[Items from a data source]
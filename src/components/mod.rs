//! Shared UI components exported for routes and features.

pub(crate) mod layout;
pub(crate) mod ui;

pub(crate) use ui::{Alert, AlertKind, Button, ButtonVariant, LoadingScreen, Spinner};
//! Email verification sub-flow: six-slot code entry, submit, resend cooldown.
//!
//! `VerificationFlow` is plain state with no timers or I/O. The verification
//! screen feeds it input events and request results, drives `tick` from a
//! one-second interval, and moves focus to whatever slot the flow reports.
//!
//! Flow Overview: `EnteringCode → Submitting → {Verified, Rejected}`. A
//! rejected code clears the slots and editing returns the flow to
//! `EnteringCode`. `Verified` is terminal.

use crate::{
    app_lib::AppError,
    features::auth::{
        guard::Navigator,
        pending::{PendingSlot, PendingStorage, PendingVerification},
    },
};
use tracing::debug;

/// Number of digits in a verification code.
pub const CODE_LENGTH: usize = 6;

/// Checks that `code` is exactly six ASCII digits.
pub fn validate_code(code: &str) -> Result<(), AppError> {
    if code.len() == CODE_LENGTH && code.bytes().all(|b| b.is_ascii_digit()) {
        Ok(())
    } else {
        Err(AppError::validation("Enter the 6-digit code from your email."))
    }
}

#[derive(Clone, Debug, Default, PartialEq, Eq)]
/// Six independent single-digit slots.
pub struct CodeEntry {
    slots: [Option<char>; CODE_LENGTH],
}

impl CodeEntry {
    #[must_use]
    pub fn digit(&self, index: usize) -> Option<char> {
        self.slots.get(index).copied().flatten()
    }

    #[must_use]
    pub fn is_complete(&self) -> bool {
        self.slots.iter().all(Option::is_some)
    }

    #[must_use]
    pub fn is_empty(&self) -> bool {
        self.slots.iter().all(Option::is_none)
    }

    /// The code as a string once every slot is filled.
    #[must_use]
    pub fn code(&self) -> Option<String> {
        self.slots.iter().copied().collect()
    }

    /// First slot without a digit.
    #[must_use]
    pub fn first_empty(&self) -> Option<usize> {
        self.slots.iter().position(Option::is_none)
    }

    pub fn clear(&mut self) {
        self.slots = [None; CODE_LENGTH];
    }

    /// Applies the raw value of one slot's input. The last typed character
    /// wins; a blank value clears the slot. Returns `false` when the input was
    /// rejected and the slot kept its previous digit.
    fn set(&mut self, index: usize, value: &str) -> bool {
        let Some(slot) = self.slots.get_mut(index) else {
            return false;
        };
        match value.chars().last() {
            None => {
                *slot = None;
                true
            }
            Some(c) if c.is_ascii_digit() => {
                *slot = Some(c);
                true
            }
            Some(_) => false,
        }
    }

    /// Fills slots from 0 with the digits found in `text`, dropping everything
    /// else. Slots past the pasted digits keep their content.
    fn paste(&mut self, text: &str) {
        let digits = text.chars().filter(char::is_ascii_digit).take(CODE_LENGTH);
        for (slot, digit) in self.slots.iter_mut().zip(digits) {
            *slot = Some(digit);
        }
    }
}

/// What the verification screen shows when it mounts.
#[derive(Clone, Debug, PartialEq, Eq)]
pub enum VerifyEntry {
    Enter(PendingVerification),
    /// Nothing to verify in this tab; the visitor goes back to sign-up.
    NoPendingRecord,
}

impl VerifyEntry {
    pub fn open<S: PendingStorage>(slot: &mut PendingSlot<S>) -> Self {
        slot.current().map_or(Self::NoPendingRecord, Self::Enter)
    }

    /// Navigates to `sign_up_path` when there is no record. Returns `true`
    /// when it navigated.
    pub fn redirect_if_missing<N: Navigator>(&self, navigator: &N, sign_up_path: &str) -> bool {
        match self {
            Self::Enter(_) => false,
            Self::NoPendingRecord => {
                navigator.navigate(sign_up_path);
                true
            }
        }
    }
}

#[derive(Clone, Copy, Debug, PartialEq, Eq)]
pub enum VerifyPhase {
    EnteringCode,
    Submitting,
    Verified,
    Rejected,
}

#[derive(Clone, Debug, PartialEq, Eq)]
/// State of one mounted verification screen.
pub struct VerificationFlow {
    email: String,
    entry: CodeEntry,
    phase: VerifyPhase,
    focus: usize,
    cooldown_secs: u32,
    resend_cooldown: u32,
    resending: bool,
    error: Option<String>,
    notice: Option<String>,
}

impl VerificationFlow {
    /// Starts a flow for `pending` with the resend cooldown already running,
    /// since sign-up just sent a code.
    #[must_use]
    pub fn new(pending: &PendingVerification, cooldown_secs: u32) -> Self {
        Self {
            email: pending.email().to_string(),
            entry: CodeEntry::default(),
            phase: VerifyPhase::EnteringCode,
            focus: 0,
            cooldown_secs,
            resend_cooldown: cooldown_secs,
            resending: false,
            error: None,
            notice: None,
        }
    }

    #[must_use]
    pub fn email(&self) -> &str {
        &self.email
    }

    #[must_use]
    pub fn entry(&self) -> &CodeEntry {
        &self.entry
    }

    #[must_use]
    pub fn phase(&self) -> VerifyPhase {
        self.phase
    }

    #[must_use]
    pub fn focus(&self) -> usize {
        self.focus
    }

    #[must_use]
    pub fn resend_cooldown(&self) -> u32 {
        self.resend_cooldown
    }

    #[must_use]
    pub fn error(&self) -> Option<&str> {
        self.error.as_deref()
    }

    #[must_use]
    pub fn notice(&self) -> Option<&str> {
        self.notice.as_deref()
    }

    /// Slot inputs are disabled while a code is checked and after success.
    #[must_use]
    pub fn inputs_locked(&self) -> bool {
        matches!(self.phase, VerifyPhase::Submitting | VerifyPhase::Verified)
    }

    #[must_use]
    pub fn can_submit(&self) -> bool {
        !self.inputs_locked() && self.entry.is_complete()
    }

    #[must_use]
    pub fn can_resend(&self) -> bool {
        self.resend_cooldown == 0 && !self.resending && !self.inputs_locked()
    }

    /// Applies typed input to slot `index`. Returns the slot to focus next.
    ///
    /// A keystroke leaves at most two characters in a slot. Longer values come
    /// from one-time-code autofill and are handled like a paste.
    pub fn enter_digit(&mut self, index: usize, value: &str) -> Option<usize> {
        if self.inputs_locked() || index >= CODE_LENGTH {
            return None;
        }
        if value.chars().count() > 2 {
            return self.paste(value);
        }
        if !self.entry.set(index, value) {
            return None;
        }
        self.resume_editing();
        self.focus = if self.entry.digit(index).is_some() {
            (index + 1).min(CODE_LENGTH - 1)
        } else {
            index
        };
        Some(self.focus)
    }

    /// Backspace on an empty slot moves focus to the previous slot.
    pub fn backspace(&mut self, index: usize) -> Option<usize> {
        if self.inputs_locked() || index == 0 || index >= CODE_LENGTH {
            return None;
        }
        if self.entry.digit(index).is_some() {
            return None;
        }
        self.focus = index - 1;
        Some(self.focus)
    }

    /// Pastes clipboard text starting at slot 0. Returns the slot to focus:
    /// the first empty one, or the last slot when the code is complete.
    pub fn paste(&mut self, text: &str) -> Option<usize> {
        if self.inputs_locked() {
            return None;
        }
        self.entry.paste(text);
        self.resume_editing();
        self.focus = self.entry.first_empty().unwrap_or(CODE_LENGTH - 1);
        Some(self.focus)
    }

    /// Moves to `Submitting` and returns the code to send, or records an
    /// inline error when the code is incomplete.
    pub fn begin_submit(&mut self) -> Option<String> {
        if self.inputs_locked() {
            return None;
        }
        match self.entry.code() {
            Some(code) => {
                self.phase = VerifyPhase::Submitting;
                self.error = None;
                self.notice = None;
                Some(code)
            }
            None => {
                self.error = Some("Enter the 6-digit code from your email.".to_string());
                None
            }
        }
    }

    /// Applies the verification result. Returns `true` when the code was accepted.
    ///
    /// A rejected code clears every slot and puts focus back on slot 0.
    pub fn finish_submit(&mut self, result: Result<(), AppError>) -> bool {
        if self.phase != VerifyPhase::Submitting {
            return false;
        }
        match result {
            Ok(()) => {
                debug!("verification code accepted");
                self.phase = VerifyPhase::Verified;
                self.notice = Some("Email verified. Redirecting to sign in...".to_string());
                true
            }
            Err(err) => {
                debug!("verification code rejected");
                self.phase = VerifyPhase::Rejected;
                self.entry.clear();
                self.focus = 0;
                self.error = Some(err.user_message());
                false
            }
        }
    }

    /// Applies the verification result and, once the code is accepted, removes
    /// the pending record so the screen cannot be reused.
    pub fn settle_submit<S: PendingStorage>(
        &mut self,
        result: Result<(), AppError>,
        pending: &mut PendingSlot<S>,
    ) -> bool {
        let accepted = self.finish_submit(result);
        if accepted {
            pending.clear();
        }
        accepted
    }

    /// Sends a verified visitor to `sign_in_path`. Does nothing in any other
    /// phase. Returns `true` when it navigated.
    pub fn redirect_if_verified<N: Navigator>(&self, navigator: &N, sign_in_path: &str) -> bool {
        if self.phase != VerifyPhase::Verified {
            return false;
        }
        navigator.navigate(sign_in_path);
        true
    }

    /// Marks a resend as in flight and returns the address to send to.
    /// Returns `None`, changing nothing, while the cooldown is running.
    pub fn begin_resend(&mut self) -> Option<String> {
        if !self.can_resend() {
            return None;
        }
        self.resending = true;
        self.error = None;
        self.notice = None;
        Some(self.email.clone())
    }

    /// Applies the resend result. On success the cooldown restarts and the
    /// entered digits are cleared. Returns `true` on success.
    pub fn finish_resend(&mut self, result: Result<(), AppError>) -> bool {
        if !self.resending {
            return false;
        }
        self.resending = false;
        match result {
            Ok(()) => {
                self.resend_cooldown = self.cooldown_secs;
                self.entry.clear();
                self.focus = 0;
                self.resume_editing();
                self.notice = Some("A new code is on its way.".to_string());
                true
            }
            Err(err) => {
                self.error = Some(err.user_message());
                false
            }
        }
    }

    /// One second elapsed. Returns `true` when the cooldown changed.
    pub fn tick(&mut self) -> bool {
        if self.resend_cooldown == 0 {
            return false;
        }
        self.resend_cooldown -= 1;
        true
    }

    fn resume_editing(&mut self) {
        if self.phase == VerifyPhase::Rejected {
            self.phase = VerifyPhase::EnteringCode;
            self.error = None;
        }
    }
}
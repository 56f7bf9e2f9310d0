//! Session store: the single source of truth for who is signed in.
//!
//! The store wraps a `watch` channel holding the current [`Session`]. Screens
//! read a snapshot or subscribe to changes; only the store's operations write.
//! One store is created at application start and handed to screens through
//! context, so tests can build their own around a fake backend.
//!
//! Flow Overview: the store starts in the loading state, `resolve` asks the
//! backend for the current session, and sign-in / sign-up / sign-out update the
//! user afterwards. A late answer to `resolve` never overrides a newer state.

use crate::{
    app_lib::AppError,
    features::auth::{
        backend::AuthBackend,
        password::SignUpForm,
        pending::normalize_email,
        types::{
            SendCodeRequest, SignInRequest, SignUpOutcome, SignUpRequest, User, VerifyCodeRequest,
        },
        verification::validate_code,
    },
};
use secrecy::{ExposeSecret, SecretString};
use std::sync::Arc;
use tokio::sync::watch;
use tracing::{debug, info, warn};

#[derive(Clone, Debug, PartialEq, Eq)]
/// The client's belief about the current user's authentication status.
pub struct Session {
    pub user: Option<User>,
    /// True while the initial session check is in flight. `user` is not
    /// authoritative until this is false.
    pub is_loading: bool,
}

impl Session {
    #[must_use]
    pub const fn resolving() -> Self {
        Self {
            user: None,
            is_loading: true,
        }
    }

    #[must_use]
    pub const fn anonymous() -> Self {
        Self {
            user: None,
            is_loading: false,
        }
    }

    #[must_use]
    pub const fn authenticated(user: User) -> Self {
        Self {
            user: Some(user),
            is_loading: false,
        }
    }

    #[must_use]
    pub fn is_authenticated(&self) -> bool {
        !self.is_loading && self.user.is_some()
    }
}

impl Default for Session {
    fn default() -> Self {
        Self::resolving()
    }
}

/// Shared handle to the session state and the backend that changes it.
pub struct SessionStore<B> {
    backend: Arc<B>,
    state: Arc<watch::Sender<Session>>,
}

impl<B> Clone for SessionStore<B> {
    fn clone(&self) -> Self {
        Self {
            backend: Arc::clone(&self.backend),
            state: Arc::clone(&self.state),
        }
    }
}

impl<B: AuthBackend> SessionStore<B> {
    /// Creates a store in the loading state; call [`Self::resolve`] next.
    pub fn new(backend: B) -> Self {
        Self::with_session(backend, Session::resolving())
    }

    /// Creates a store with a known session, skipping resolution.
    pub fn with_session(backend: B, session: Session) -> Self {
        let (state, _) = watch::channel(session);
        Self {
            backend: Arc::new(backend),
            state: Arc::new(state),
        }
    }

    #[must_use]
    pub fn snapshot(&self) -> Session {
        self.state.borrow().clone()
    }

    #[must_use]
    pub fn user(&self) -> Option<User> {
        self.state.borrow().user.clone()
    }

    /// Receiver that is notified whenever the session changes.
    #[must_use]
    pub fn subscribe(&self) -> watch::Receiver<Session> {
        self.state.subscribe()
    }

    /// Asks the backend for the current session and ends the loading phase.
    ///
    /// Backend failures resolve to signed out. The answer is ignored when the
    /// loading phase already ended, e.g. after a timeout or a sign-in.
    pub async fn resolve(&self) {
        let user = match self.backend.fetch_session().await {
            Ok(user) => user,
            Err(err) => {
                warn!("session check failed: {err}");
                None
            }
        };

        let signed_in = user.is_some();
        if self.complete_resolution(user) {
            debug!(signed_in, "session resolved");
        } else {
            debug!("late session check ignored");
        }
    }

    /// Ends a loading phase that is still pending as signed out.
    /// Returns `true` when the session changed.
    pub fn expire_resolution(&self) -> bool {
        let expired = self.complete_resolution(None);
        if expired {
            warn!("session check timed out; continuing signed out");
        }
        expired
    }

    fn complete_resolution(&self, user: Option<User>) -> bool {
        self.state.send_if_modified(|session| {
            if !session.is_loading {
                return false;
            }
            session.user = user;
            session.is_loading = false;
            true
        })
    }

    /// Signs in with email and password. On failure the session is untouched.
    pub async fn sign_in(&self, email: &str, password: SecretString) -> Result<User, AppError> {
        let email = normalize_email(email);
        if email.is_empty() || password.expose_secret().trim().is_empty() {
            return Err(AppError::validation("Email and password are required."));
        }

        let request = SignInRequest {
            email,
            password: password.expose_secret().to_string(),
        };
        let user = self.backend.sign_in(&request).await?;
        info!(user_id = %user.id, "signed in");
        self.state.send_replace(Session::authenticated(user.clone()));
        Ok(user)
    }

    /// Registers a new account after validating the form locally.
    ///
    /// Only [`SignUpOutcome::SignedIn`] changes the session; acting on the
    /// other outcomes is up to the caller.
    pub async fn sign_up(&self, form: &SignUpForm) -> Result<SignUpOutcome, AppError> {
        form.validate()?;

        let request = SignUpRequest {
            email: normalize_email(&form.email),
            password: form.password.expose_secret().to_string(),
            full_name: form.full_name.trim().to_string(),
        };
        let outcome = self.backend.sign_up(&request).await?;
        match &outcome {
            SignUpOutcome::SignedIn(user) => {
                info!(user_id = %user.id, "signed up and signed in");
                self.state.send_replace(Session::authenticated(user.clone()));
            }
            SignUpOutcome::NeedsVerification(_) => debug!("sign-up needs email verification"),
            SignUpOutcome::AccountExists { .. } => debug!("sign-up hit an existing account"),
        }
        Ok(outcome)
    }

    /// Clears the local session, then reports whether the backend agreed.
    pub async fn sign_out(&self) -> Result<(), AppError> {
        let result = self.backend.sign_out().await;
        self.state.send_replace(Session::anonymous());
        match &result {
            Ok(()) => info!("signed out"),
            Err(err) => warn!("sign-out request failed: {err}"),
        }
        result
    }

    /// Checks a six-digit code for `email`. Does not change the session.
    pub async fn verify_code(&self, email: &str, code: &str) -> Result<(), AppError> {
        validate_code(code)?;
        let email = normalize_email(email);
        if email.is_empty() {
            return Err(AppError::validation("Email is required."));
        }

        let request = VerifyCodeRequest {
            email,
            code: code.to_string(),
        };
        self.backend.verify_code(&request).await
    }

    /// Asks the backend to send a new code to `email`.
    pub async fn send_verification_code(&self, email: &str) -> Result<(), AppError> {
        let email = normalize_email(email);
        if email.is_empty() {
            return Err(AppError::validation("Email is required."));
        }
        self.backend
            .send_verification_code(&SendCodeRequest { email })
            .await
    }
}
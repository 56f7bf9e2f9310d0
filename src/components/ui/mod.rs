mod alert;
mod button;
mod loading_screen;
mod spinner;

pub(crate) use alert::{Alert, AlertKind};
pub(crate) use button::{Button, ButtonVariant};
pub(crate) use loading_screen::LoadingScreen;
pub(crate) use spinner::Spinner;
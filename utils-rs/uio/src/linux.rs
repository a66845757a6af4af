use std::error::Error;
use std::fmt;
use std::fs;
use std::fs::{File, OpenOptions};
use std::io;
use std::io::prelude::*;
use std::num::ParseIntError;
use std::os::unix::prelude::AsRawFd;
use std::time::Duration;

use fs2::FileExt;
use nix::sys::mman::{MapFlags, ProtFlags};
use timeout_readwrite::TimeoutReader;

const PAGESIZE: usize = 4096;

/// Upper bound on the /dev/uioN namespace scanned by `open_by_name`
const MAX_UIO_DEVICES: usize = 32;

#[derive(Debug)]
pub enum UioError {
    Io(io::Error),
    Map(nix::Error),
    Parse,
}

impl From<io::Error> for UioError {
    fn from(e: io::Error) -> Self {
        UioError::Io(e)
    }
}

impl From<ParseIntError> for UioError {
    fn from(_: ParseIntError) -> Self {
        UioError::Parse
    }
}

impl From<nix::Error> for UioError {
    fn from(e: nix::Error) -> Self {
        UioError::Map(e)
    }
}

impl fmt::Display for UioError {
    fn fmt(&self, f: &mut fmt::Formatter) -> fmt::Result {
        match self {
            UioError::Parse => write!(f, "integer conversion error"),
            UioError::Io(ref e) => write!(f, "{}", e),
            UioError::Map(ref e) => write!(f, "{}", e),
        }
    }
}

impl Error for UioError {
    fn cause(&self) -> Option<&dyn Error> {
        match self {
            UioError::Io(ref e) => Some(e),
            UioError::Map(ref e) => Some(e),
            UioError::Parse => None,
        }
    }
}

/// This structure represents memory mapping as performed by `mmap()` syscall.
/// Lifetime of this structure is directly tied to the mapping and once the
/// structure goes out of the scope, the mapping is `munmap()`-ed.
///
/// The inner pointer `ptr` is public, but the responsibility to not use it
/// after the UioMapping structure has gone out of scope is on the caller.
///
/// The mapping also holds the exclusive advisory lock on the UIO device file
/// so that two processes (or two mappings within one process) cannot drive
/// the same register block at once. The lock is dropped together with the
/// mapping.
pub struct UioMapping {
    pub ptr: *mut libc::c_void,
    length: usize,
    lock: File,
}

impl Drop for UioMapping {
    fn drop(&mut self) {
        unsafe { nix::sys::mman::munmap(self.ptr, self.length) }.expect("munmap is successful");
        let _ = self.lock.unlock();
    }
}

pub struct UioDevice {
    uio_num: usize,
    devfile: File,
}

impl UioDevice {
    /// Creates a new UIO device for Linux.
    ///
    /// # Arguments
    ///  * uio_num - UIO index of device (i.e., 1 for /dev/uio1)
    pub fn new(uio_num: usize) -> io::Result<UioDevice> {
        let path = format!("/dev/uio{}", uio_num);
        let devfile = OpenOptions::new().read(true).write(true).open(path)?;
        Ok(UioDevice { uio_num, devfile })
    }

    /// Go through all UIO devices in /sys and try to find one with
    /// matching name.
    ///
    /// # Arguments
    ///  * uio_name - name of the uio device (must match the one in sysfs)
    pub fn open_by_name(uio_name: &str) -> io::Result<UioDevice> {
        for i in 0..MAX_UIO_DEVICES {
            let path = format!("/sys/class/uio/uio{}/name", i);
            let name = match fs::read_to_string(path) {
                Ok(name) => name,
                // no more devices registered
                Err(_) => break,
            };
            if name.trim() == uio_name {
                return UioDevice::new(i);
            }
        }
        Err(io::Error::new(
            io::ErrorKind::NotFound,
            format!("no uio device named {:?}", uio_name),
        ))
    }

    fn read_file(&self, path: String) -> Result<String, UioError> {
        let mut file = File::open(path)?;
        let mut buffer = String::new();
        file.read_to_string(&mut buffer)?;
        Ok(buffer.trim().to_string())
    }

    /// The amount of events.
    pub fn get_event_count(&self) -> Result<u32, UioError> {
        let filename = format!("/sys/class/uio/uio{}/event", self.uio_num);
        let buffer = self.read_file(filename)?;
        match u32::from_str_radix(&buffer, 10) {
            Ok(v) => Ok(v),
            Err(e) => Err(UioError::from(e)),
        }
    }

    /// The name of the UIO device.
    pub fn get_name(&self) -> Result<String, UioError> {
        let filename = format!("/sys/class/uio/uio{}/name", self.uio_num);
        self.read_file(filename)
    }

    /// The size of a given mapping.
    ///
    /// # Arguments
    ///  * mapping: The given index of the mapping (i.e., 1 for /sys/class/uio/uioX/maps/map1)
    pub fn map_size(&self, mapping: usize) -> Result<usize, UioError> {
        let filename = format!(
            "/sys/class/uio/uio{}/maps/map{}/size",
            self.uio_num, mapping
        );
        let buffer = self.read_file(filename)?;
        match usize::from_str_radix(&buffer[2..], 16) {
            Ok(v) => Ok(v),
            Err(e) => Err(UioError::from(e)),
        }
    }

    /// Map an available memory mapping.
    ///
    /// Returns UioMapping structure, which represents the mapping. Lifetime
    /// of the structure is directly tied to the mapping. The UIO device file
    /// is exclusively locked for as long as the mapping lives.
    ///
    /// # Arguments
    ///  * mapping: The given index of the mapping (i.e., 1 for /sys/class/uio/uioX/maps/map1)
    pub fn map_mapping(&self, mapping: usize) -> Result<UioMapping, UioError> {
        let offset = mapping * PAGESIZE;
        let map_size = self.map_size(mapping)?;

        let lock = self.devfile.try_clone()?;
        lock.try_lock_exclusive()?;

        let res = unsafe {
            nix::sys::mman::mmap(
                0 as *mut libc::c_void,
                map_size,
                ProtFlags::PROT_READ | ProtFlags::PROT_WRITE,
                MapFlags::MAP_SHARED,
                self.devfile.as_raw_fd(),
                offset as libc::off_t,
            )
        };
        match res {
            Ok(m) => Ok(UioMapping {
                ptr: m,
                length: map_size,
                lock,
            }),
            Err(e) => {
                let _ = lock.unlock();
                Err(UioError::from(e))
            }
        }
    }

    /// Enable interrupt
    pub fn irq_enable(&self) -> io::Result<()> {
        let bytes = 1u32.to_ne_bytes();
        self.devfile.try_clone()?.write(&bytes)?;
        Ok(())
    }

    /// Disable interrupt
    pub fn irq_disable(&self) -> io::Result<()> {
        let bytes = 0u32.to_ne_bytes();
        self.devfile.try_clone()?.write(&bytes)?;
        Ok(())
    }

    /// Wait for interrupt, returns the interrupt count read from the descriptor
    pub fn irq_wait(&self) -> io::Result<u32> {
        let mut bytes = [0u8; 4];
        self.devfile.try_clone()?.read(&mut bytes)?;
        Ok(u32::from_ne_bytes(bytes))
    }

    /// Wait for interrupt with timeout.
    /// Returns `None` on timeout, which is not an error condition.
    pub fn irq_wait_timeout(&self, timeout: Duration) -> io::Result<Option<u32>> {
        let mut rdr = TimeoutReader::new(self.devfile.try_clone()?, timeout);
        let mut bytes = [0u8; 4];
        let res = rdr.read_exact(&mut bytes);

        if let Err(e) = res {
            if e.kind() == io::ErrorKind::TimedOut {
                Ok(None)
            } else {
                Err(e)
            }
        } else {
            Ok(Some(u32::from_ne_bytes(bytes)))
        }
    }

}

#[cfg(test)]
mod tests {
    use super::*;

    /// Needs a registered /dev/uio0
    #[test]
    #[ignore]
    fn open() {
        let res = UioDevice::new(0);
        match res {
            Err(e) => {
                panic!("Can not open device /dev/uio0: {}", e);
            }
            Ok(_f) => (),
        }
    }

    #[test]
    fn open_by_name_notfound() {
        let res = UioDevice::open_by_name("total-nonsense-device");
        assert!(res.is_err(), "found a uio device that cannot exist");
    }

    /// Needs a registered /dev/uio0
    #[test]
    #[ignore]
    fn print_info() {
        let res = UioDevice::new(0).unwrap();
        let name = res.get_name().expect("Can't get name");
        let event_count = res.get_event_count().expect("Can't get event count");
        assert!(!name.is_empty());
        assert_eq!(event_count, 0);
    }

    /// Needs a registered /dev/uio0
    #[test]
    #[ignore]
    fn map() {
        let res = UioDevice::new(0).unwrap();
        let mapping = res.map_mapping(0);
        match mapping {
            Err(e) => {
                panic!("Can not map uio mapping: {:?}", e);
            }
            Ok(_f) => (),
        }
    }
}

Goal of the exercise -
Return a copy of each line in the records above that has "ProtFlags" in it.

Task output -
use nix::sys::mman::{MapFlags, ProtFlags};
                ProtFlags::PROT_READ | ProtFlags::PROT_WRITE,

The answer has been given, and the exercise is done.